The Iriomote submarine volcano is an active submarine volcano located 20 km north of Iriomote Island, Japan. The volcano is also known as the Submarine Volcano NNE of Iriomotejima. Its only reported eruption occurred on October 31, 1924—measuring a Volcanic explosivity index (VEI) of 5, it is one of the largest historical eruptions in Japan. However, scientific knowledge about the eruption is sparse.

==1924 eruption==
A volcanic eruption was first observed by the crew of the Miyako Maru, a ship belonging to Mitsui O.S.K. Lines. It traveled from Iriomote Island en route to the Port of Keelung. A report was filed by Captain Naoichi Kano while sailing the Hatoma Channel between Iriomote and Hatoma islands towards Ishigaki Island. At 9:35 a.m, the sea was reportedly discolored over 10 km. Pumice blanketed the ocean from the islands of Akari to Iriomote. The Captain Kano concluded that this was the product of a submarine eruption and diverted its course from east towards Ishigaki Island to north-northeast. At 11:05 a.m., due to poor visibility from worsening weather, the ship returned to Nakara Port on Iriomote Island, from where it had departed.

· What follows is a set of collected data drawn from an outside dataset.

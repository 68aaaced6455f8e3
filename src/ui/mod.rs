//! Terminal output: colored status lines, report highlighting and batch progress.
//!
//! Color is only used when stdout is a terminal; redirected output stays plain
//! so reports and BibTeX can be piped into files.

use owo_colors::OwoColorize;
use std::io::IsTerminal;
use tokio::sync::mpsc::UnboundedReceiver;
use tokio::task::JoinHandle;

use crate::batch::{BatchReport, MatchStatus};
use crate::harness::ProgressEvent;

/// Check if stdout is a terminal.
pub fn is_terminal() -> bool {
    std::io::stdout().is_terminal()
}

/// Status types for colored output.
#[derive(Debug, Clone, Copy, PartialEq, Eq)]
pub enum Status {
    Success,
    Error,
    Warning,
    Info,
    Search,
}

/// Status icons for different operations.
pub fn status_icon(status: Status) -> &'static str {
    match status {
        Status::Success => "✓",
        Status::Error => "✗",
        Status::Warning => "⚠",
        Status::Info => "ℹ",
        Status::Search => "🔍",
    }
}

/// A status line, colored when `color` is set
pub fn status_line(status: Status, msg: &str, color: bool) -> String {
    let icon = status_icon(status);
    if !color {
        return format!("{} {}", icon, msg);
    }
    match status {
        Status::Success => format!("{} {}", icon.green().bold(), msg),
        Status::Error => format!("{} {}", icon.red().bold(), msg),
        Status::Warning => format!("{} {}", icon.yellow().bold(), msg),
        Status::Info => format!("{} {}", icon.cyan().bold(), msg),
        Status::Search => format!("{} {}", icon.yellow(), msg),
    }
}

/// Print a status line to stderr, keeping stdout for results
pub fn print_status(status: Status, msg: &str) {
    eprintln!("{}", status_line(status, msg, std::io::stderr().is_terminal()));
}

/// Dim the `%` comment lines of a report so the records stand out
pub fn highlight_report(text: &str, color: bool) -> String {
    if !color {
        return text.to_string();
    }
    text.lines()
        .map(|line| {
            if line.starts_with('%') {
                line.dimmed().to_string()
            } else if line.starts_with('@') {
                line.cyan().to_string()
            } else {
                line.to_string()
            }
        })
        .collect::<Vec<_>>()
        .join("\n")
}

/// One-line summary of a batch
pub fn batch_summary(report: &BatchReport) -> String {
    format!(
        "{} unique, {} ambiguous, {} not found",
        report.count(MatchStatus::Unique),
        report.count(MatchStatus::Ambiguous),
        report.count(MatchStatus::NotFound)
    )
}

fn bar_style(template: &str) -> indicatif::ProgressStyle {
    indicatif::ProgressStyle::with_template(template)
        .unwrap_or_else(|_| indicatif::ProgressStyle::default_bar())
}

/// Progress bar for a batch, advanced by harness progress events
pub struct BatchProgress {
    pb: indicatif::ProgressBar,
}

impl BatchProgress {
    /// A bar over `total` queries; hidden when `visible` is false
    pub fn new(total: usize, visible: bool) -> Self {
        let pb = if visible {
            indicatif::ProgressBar::new(total as u64)
        } else {
            indicatif::ProgressBar::hidden()
        };
        pb.set_style(
            bar_style("{msg}\n{spinner:.cyan} {wide_bar:.cyan/blue} {pos}/{len}")
                .tick_chars("⠁⠂⠄⡀⢀⠠⠐⠈ ")
                .progress_chars("█   "),
        );
        pb.set_message("🔍 Resolving references");
        Self { pb }
    }

    /// Record one finished lookup
    pub fn record(&self, event: &ProgressEvent) {
        self.pb.set_position(event.completed as u64);
        if event.success {
            self.pb.set_message(event.to_string());
        } else {
            self.pb.set_message(event.to_string().red().to_string());
        }
    }

    pub fn position(&self) -> u64 {
        self.pb.position()
    }

    /// Consume events until the sender side is dropped
    pub fn listen(self, mut rx: UnboundedReceiver<ProgressEvent>) -> JoinHandle<Self> {
        tokio::spawn(async move {
            while let Some(event) = rx.recv().await {
                self.record(&event);
            }
            self
        })
    }

    /// Finish with success
    pub fn finish_with_success(&self, msg: &str) {
        self.pb.set_style(bar_style("{spinner:.green} {msg}").tick_chars("✓"));
        self.pb.finish_with_message(format!("✓ {}", msg));
    }

    /// Finish with error
    pub fn finish_with_error(&self, msg: &str) {
        self.pb.set_style(bar_style("{spinner:.red} {msg}").tick_chars("✗"));
        self.pb.finish_with_message(format!("✗ {}", msg));
    }
}

/// Spinner shown while a single search runs
pub struct Spinner {
    pb: indicatif::ProgressBar,
}

impl Spinner {
    pub fn new(msg: &str, visible: bool) -> Self {
        let pb = if visible {
            indicatif::ProgressBar::new_spinner()
        } else {
            indicatif::ProgressBar::hidden()
        };
        pb.set_style(bar_style("{spinner:.cyan} {msg}"));
        pb.set_message(msg.to_string());
        pb.enable_steady_tick(std::time::Duration::from_millis(100));
        Self { pb }
    }

    pub fn finish(&self) {
        self.pb.finish_and_clear();
    }
}
//! Running a query against one source.
//!
//! [`fetch`] is the only place that talks to the network on behalf of a source:
//! it formats the query, walks through result pages, normalizes what came back
//! and decides whether the answer is unique.

use crate::models::{CanonicalQuery, FetchOutcome};
use crate::normalize::normalize;
use crate::sources::{Source, SourceError};
use crate::utils::HttpFetch;

/// Most requests made for one query
pub const MAX_REQUESTS: usize = 20;

/// Look `query` up in `source`, returning at most `max_count` records.
///
/// The outcome is unique only when exactly one record exists, so a single record
/// cut from a longer result list is not unique. An error on the first request
/// is returned; an error on a later page ends paging with what was found so far.
pub async fn fetch(
    source: &dyn Source,
    http: &dyn HttpFetch,
    query: &CanonicalQuery,
    max_count: usize,
) -> Result<FetchOutcome, SourceError> {
    if query.is_empty() {
        return Ok(FetchOutcome::empty(source.name()));
    }

    let request = source.prepare(query)?;
    if request.is_empty() {
        tracing::debug!("{} has nothing to search for", source.name());
        return Ok(FetchOutcome::empty(source.name()));
    }

    let base_url = source.search_url(&request);
    let pagination = source.pagination();
    let mut raw = Vec::new();
    let mut reported_total = None;

    for attempt in 0..MAX_REQUESTS {
        let url = match pagination {
            Some(p) => format!("{}&{}={}", base_url, p.offset_param, raw.len() + p.offset_correction),
            None => base_url.clone(),
        };
        tracing::debug!("Fetching {} page {}: {}", source.name(), attempt + 1, url);

        let page = match source.fetch_page(http, &url).await {
            Ok(page) => page,
            Err(e) if attempt == 0 => return Err(e),
            Err(e) => {
                tracing::warn!("{} stopped paging after an error: {}", source.name(), e);
                break;
            }
        };

        let received = page.records.len();
        if page.total.is_some() {
            reported_total = page.total;
        }
        raw.extend(page.records);

        let Some(p) = pagination else {
            break;
        };
        if received == 0 || received < p.page_size || raw.len() >= max_count {
            break;
        }
    }

    let mut records = normalize(raw);
    let total = records.len().max(reported_total.unwrap_or(0));
    records.truncate(max_count);
    tracing::debug!("{} returned {} of {} records", source.name(), records.len(), total);

    Ok(FetchOutcome::from_records(source.name(), records, total).with_bibitem(query.bibitem.clone()))
}

/// Cleaned HTML result page for `query`, for sources with a browsable website
pub async fn fetch_website(
    source: &dyn Source,
    http: &dyn HttpFetch,
    query: &CanonicalQuery,
) -> Result<String, SourceError> {
    let request = source.prepare(query)?;
    let url = source
        .website_url(&request)
        .ok_or(SourceError::NotImplemented)?;
    tracing::debug!("Fetching {} website: {}", source.name(), url);

    let body = http.get(&url).await?;
    Ok(source.clean_website(&String::from_utf8_lossy(&body)))
}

Immediately after returning to port, the Captain Kano reported to the incident to Okinawa authorities, the nearby weather station, and Osaka Merchant Marine by telegram. The local newspaper on Ishigaki Island published an extra on the same day to cover the eruption. In the newspaper, a local shaman predicted that a tsunami would strike on the day after the eruption. Rumors spread across Ishigaki Island, causing confusion among the islanders. Residents evacuated to an elementary on a hill and refused to sleep for fear of the tsunami. Several people committed burglary in homes abandoned by their inhabitants. Local knowledge of a destructive tsunami affecting the Sakishima Islands in 1771 was a factor that contributed to the chaos.

The harbour on Iriomote Island, close to the eruption, was covered in a layer of pumice and ash which lasted for three months. The port was closed and ships were unable to sail. About three weeks after the eruption, pumice washed up on the coasts of various parts of the Okinawa Islands. The Tsushima and Kuroshio currents carried the pumice to other parts of Japan. One year following the eruption, pumice was found on Rebun Island in Hokkaido. The distribution of pumice provided information for ocean currents research due to its sparse understanding at the time. A month after the eruption, pumice washed up along the coast of the Yaeyama Islands. Some pumice were the size of a tatami, enough to keep two or three people afloat. An estimated 1 km3 of pumice was ejected during the eruption. The pumice is 73 percent composed of rhyolite and silicon dioxide, and 1 percent of potassium oxide.

==Eruption size==
The estimated volume of this eruption was 1 km3, corresponding to a VEI of 5. It is one of the largest eruptions in Japan, with only seven events confirmed within the last 1,000 years. It was recently attributed to the volcano in 2022 by the Global Volcanism Program.